Namoro o Remo e as vezes ele some os marotos já me falaram que ele é lobisomem mais hoje até eles estão preocupados, fazia 4 dias que ele não aparecia e tava difícil as pessoas não notarem sua ausência.
Ainda era lua cheia, estavamos na comunal da Grifinória.
- não consigo esperar, vou atrás dele e vocês me cobrem. - eles se protestaram porém já estava correndo rumo a floresta.
Quase não havia espaço pra passar, a lua iluminando a floresta fechada, a cada passo meu coração acelerava.
- Lupin - grito e silêncio me responde.
Lembro do uivo e faço, silêncio e logo barulho de galhos quebrando, escondo atrás de uma árvore e assim que ele para procurando alguém, apareço devagar para ele que logo uiva.

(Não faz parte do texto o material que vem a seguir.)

//! Fixed-length numeric code entry (SMS / PIN codes shown as dots).

use crate::state::FormFieldState;
use crate::text::{char_len, TextFieldValue};

/// Default number of code digits.
pub const DEFAULT_CODE_LENGTH: usize = 6;

/// Accepts up to `count` digits into a [`FormFieldState`].
#[derive(Debug, Clone, Copy, PartialEq, Eq)]
pub struct CodeEntry {
    count: usize,
}

impl Default for CodeEntry {
    fn default() -> Self {
        Self::new(DEFAULT_CODE_LENGTH)
    }
}

impl CodeEntry {
    pub fn new(count: usize) -> Self {
        Self { count }
    }

    pub fn count(&self) -> usize {
        self.count
    }

    /// Limits `state` to the code length.
    pub fn attach(&self, state: &FormFieldState) {
        state.set_max_length(self.count);
    }

    /// Commits the digits of `edited` unless the edit is longer than the
    /// code. Returns true when the edit was taken.
    pub fn on_value_change(&self, state: &FormFieldState, edited: TextFieldValue) -> bool {
        if char_len(&edited.text) > self.count {
            log::trace!("code entry ignored {:?}: longer than {}", edited.text, self.count);
            return false;
        }
        let text: String = edited.text.chars().filter(char::is_ascii_digit).collect();
        state.set_text(TextFieldValue {
            text,
            selection: edited.selection,
        });
        true
    }

    /// Cursor goes to the end when the entry gains focus.
    pub fn on_focus_changed(&self, state: &FormFieldState, focused: bool) {
        if focused {
            state.position_to_end();
        }
    }

    /// Number of filled positions.
    pub fn filled(&self, state: &FormFieldState) -> usize {
        char_len(&state.value()).min(self.count)
    }

    pub fn is_complete(&self, state: &FormFieldState) -> bool {
        self.filled(state) == self.count
    }

    /// Clears the entry, e.g. after the code was rejected.
    pub fn reset(&self, state: &FormFieldState) {
        state.set_value("");
    }
}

Avança pra cima mas para rapidamente na minha frente, cheira e vem se esfregando em mim, no começo a alma saiu do corpo e voltou, depois achei fofo.
Me ajoelhei e fiz carinho nele, ele se joga em cima de mim e deita.
Fiquei com ele no chão abraçada.
Quando sentir os primeiros raios de sol na minha pele acordei, me deparando com o Remo nos meus braços com o cabelo bagunçado e pelado.
- Remo - o futuco de olho fechado e ele boseja.
- S/n ! - ele levanta assustado, abro os olhos e encaro as árvores.
- cadê suas roupas?
- acho que perdir - sua voz era calma, me levanto.
- vou buscar uma roupa pra você. - levanto do chão bato a mão pelo corpo pra tirar as folhas secas e terra, passo por ele e dou uma espiada.
Fui rápida e ninguém me viu voltando pra floresta, entrego a roupa pro Remo e fomos pra escola.
Os meninos assaltaram a despensa de Hogworts e me entregaram as coisas pra porção, fiz e a tarde fui no quarto do Lupin e Tiago o entregar.
Ele estava sozinho, entrei, ele estava na janela, abracei ele por trás e nós beijamos.
- tamo - entrego o frasco.
- se isso tiver errado você vai ficar viúva cedo. - ele pega e bebe.
- tá vendo não morreu.
- isso tem gosto de mijo.
- vou nem perguntar como tu conhece o gosto. - começo a rir e ele me joga na cama fazendo cosquinhas.